Sure, much of the positive sentiment is due to buzz. Somebody may read a Twitter thread by a Math Academy employee and test it out. They enjoy the feedback loop for a while and recommend it to others. Before long, people are recommending the program without even trying it, based on a halo of novelty and general social interest. A textbook may be much better than the corresponding Math Academy course but unlikely to generate the same level of hype.
But this is fine, even good. We are social animals, often with social motivations. It can be fun to participate in something that others are excited about, and buzz can help provide the activation energy for trying something new. Some people will stick with it for a long time, others cancel after a month, but this is simply how things are with educational products: everyone arrives with different context so no single resource will be universally ideal. If social buzz encourages a few more people to try it, great.
Understanding the glories of civilization
I’m not very socially motivated, myself. I’m glad that the hive mind suggested I try Math Academy, but social buzz and leaderboards won’t sustain my interest for long. Nor are points, streaks or other game mechanics. These may provide a little activation energy, but if I’m going to invest hundreds of hours into learning something hard, and retain what I’ve learnt a decade later, the motivation must come from elsewhere.
Every person has their own mix of motivation and the last thing I want to do is to judge another’s. But speaking personally, if a book promises to help me grapple mathematically with the chief glories of Western civilization, now THAT might sustain my interest.
This is from the introduction to Differential Equations with Applications and Historical Notes by George F. Simmons, a book as close as possible to perfect, for me, for this topic. It is not just motivating but stirring, driving, elevating. By math textbook standards, it overflows with fascination, excitement, even love.

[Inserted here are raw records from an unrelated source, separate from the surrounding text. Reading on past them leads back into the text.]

//! Entry point: a physical channel is the outermost facade, holding the
//! frame length and FECF policy for one link and owning exactly one master
//! channel. It turns raw byte buffers into dispatched frames and back.

use tracing::warn;

use crate::error::PhysicalChannelError;
use crate::frame::{FrameConfig, TmTransferFrame};
use crate::master_channel::MasterChannel;
use crate::timestamp::{FrameBitrate, FrameTimestamp};
use crate::warning::ChannelWarning;

/// The decode template a physical channel uses to unwrap every inbound
/// frame. `secondary_header_present`/`extended_vc_frame_count` are assumed
/// uniform across every virtual channel on this link — a physical channel
/// cannot know a per-VC layout before it has parsed the VCID out of the
/// frame it is trying to parse.
#[derive(Debug, Clone, Copy)]
pub struct PcConfig {
    pub frame_length: u16,
    pub fecf_present: bool,
    pub secondary_header_present: bool,
    pub extended_vc_frame_count: bool,
}

impl Default for PcConfig {
    fn default() -> Self {
        Self {
            frame_length: 1115,
            fecf_present: false,
            secondary_header_present: false,
            extended_vc_frame_count: false,
        }
    }
}

pub struct PhysicalChannel {
    config: PcConfig,
    master_channel: Option<MasterChannel>,
}

impl std::fmt::Debug for PhysicalChannel {
    fn fmt(&self, f: &mut std::fmt::Formatter<'_>) -> std::fmt::Result {
        f.debug_struct("PhysicalChannel")
            .field("config", &self.config)
            .field("has_master_channel", &self.master_channel.is_some())
            .finish()
    }
}

impl PhysicalChannel {
    pub fn new(config: PcConfig) -> Result<Self, PhysicalChannelError> {
        if !(crate::frame::MIN_FRAME_LENGTH..=crate::frame::MAX_FRAME_LENGTH).contains(&config.frame_length) {
            return Err(PhysicalChannelError::FrameLengthOutOfRange(config.frame_length));
        }
        Ok(Self {
            config,
            master_channel: None,
        })
    }

    pub fn config(&self) -> PcConfig {
        self.config
    }

    pub fn set_master_channel(&mut self, master_channel: MasterChannel) {
        self.master_channel = Some(master_channel);
    }

    pub fn master_channel(&self) -> Option<&MasterChannel> {
        self.master_channel.as_ref()
    }

    pub fn master_channel_mut(&mut self) -> Option<&mut MasterChannel> {
        self.master_channel.as_mut()
    }

    fn decode_frame_config(&self) -> FrameConfig {
        FrameConfig {
            frame_length: self.config.frame_length,
            fecf_present: self.config.fecf_present,
            ocf_present: self.master_channel.as_ref().map(|mc| mc.config().ocf_present).unwrap_or(false),
            secondary_header_present: self.config.secondary_header_present,
            extended_vc_frame_count: self.config.extended_vc_frame_count,
        }
    }

    /// Unwraps `raw` against this channel's decode template, attaches the
    /// supplied reference timestamp/bitrate, and dispatches the result to
    /// the master channel. Never fails: a malformed frame or an absent
    /// master channel surfaces as a non-fatal warning instead.
    pub fn receive_frame(
        &mut self,
        raw: &[u8],
        timestamp: FrameTimestamp,
        bitrate: FrameBitrate,
    ) -> ChannelWarning {
        let mut warning = ChannelWarning::new();

        let mut frame = match TmTransferFrame::new(self.decode_frame_config()) {
            Ok(frame) => frame,
            Err(err) => {
                warning.add_frame_unwrap_error(err.to_string());
                return warning;
            }
        };

        if let Err(err) = frame.unwrap(raw) {
            warn!(error = %err, "frame unwrap failed");
            warning.add_frame_unwrap_error(err.to_string());
            return warning;
        }

        frame.timestamp = timestamp;
        frame.bitrate = bitrate;

        match self.master_channel.as_mut() {
            Some(mc) => warning += &mc.receive_frame(&frame),
            None => warning.set_unconfigured_mc(),
        }

        warning
    }

    /// Asks the master channel for the next frame and serializes it,
    /// checking the result against this channel's length/FECF policy.
    pub fn send_frame(&mut self, timestamp: FrameTimestamp) -> Result<Vec<u8>, PhysicalChannelError> {
        let frame_config = self.decode_frame_config();

        let mc = self.master_channel.as_mut().ok_or(PhysicalChannelError::NoMasterChannel)?;
        let frame = mc.build_frame(frame_config, timestamp)?;

        if frame.length() != self.config.frame_length {
            return Err(PhysicalChannelError::WrongFrameLength(frame.length(), self.config.frame_length));
        }
        if frame.fecf_status() != self.config.fecf_present {
            return Err(PhysicalChannelError::WrongFecfSetting(self.config.fecf_present));
        }

        let bytes = frame.wrap()?;
        debug_assert_eq!(bytes.len(), self.config.frame_length as usize);
        Ok(bytes)
    }
}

The Simmons treatment is so vibrant that something like Math Academy sits lifeless in comparison. It feels rude to use them side by side. But that’s likely what I’ll do.
My fundamental gripe with Math Academy is that it overstates the value of procedural fluency. I wish they would conceded this, and at least suggest conceptually rich Simmons-tier books as supplements. Personally, I see the textbook or lecture series as core and Math Academy as the supplement, for extra drilling where needed, like a digital Schaum’s Outline. Resources like these are highly worthwhile but ultimately limited, so if you’re taking responsibility for the outcomes of your study effort, you should remember to mix and match as needed.
Yes, a fair point! I truly have no issue with people who are finding MA a fun way to do math and keep up their skills (or push through towards some goal). My review was oriented around MA's claims and ambitions, and honestly I was a bit grumpy about the gap between their claims and the product.
Anyway, I liked your review and you raise a bunch of interesting points. Thanks for it!
Thanks for this review, Oz, I kind of subliminally felt an unease towards Math Academy and the hype. Surely, they must be doing a great job in some aspect but I felt with the XP it almost brought me to think of Duolingo. All fun but doesnt bring one to think deeply about a topic. Perhaps, I will try them out to remember some stuff, but I dont think they would serve me in my goal to use part of math to solve something in my area of interest.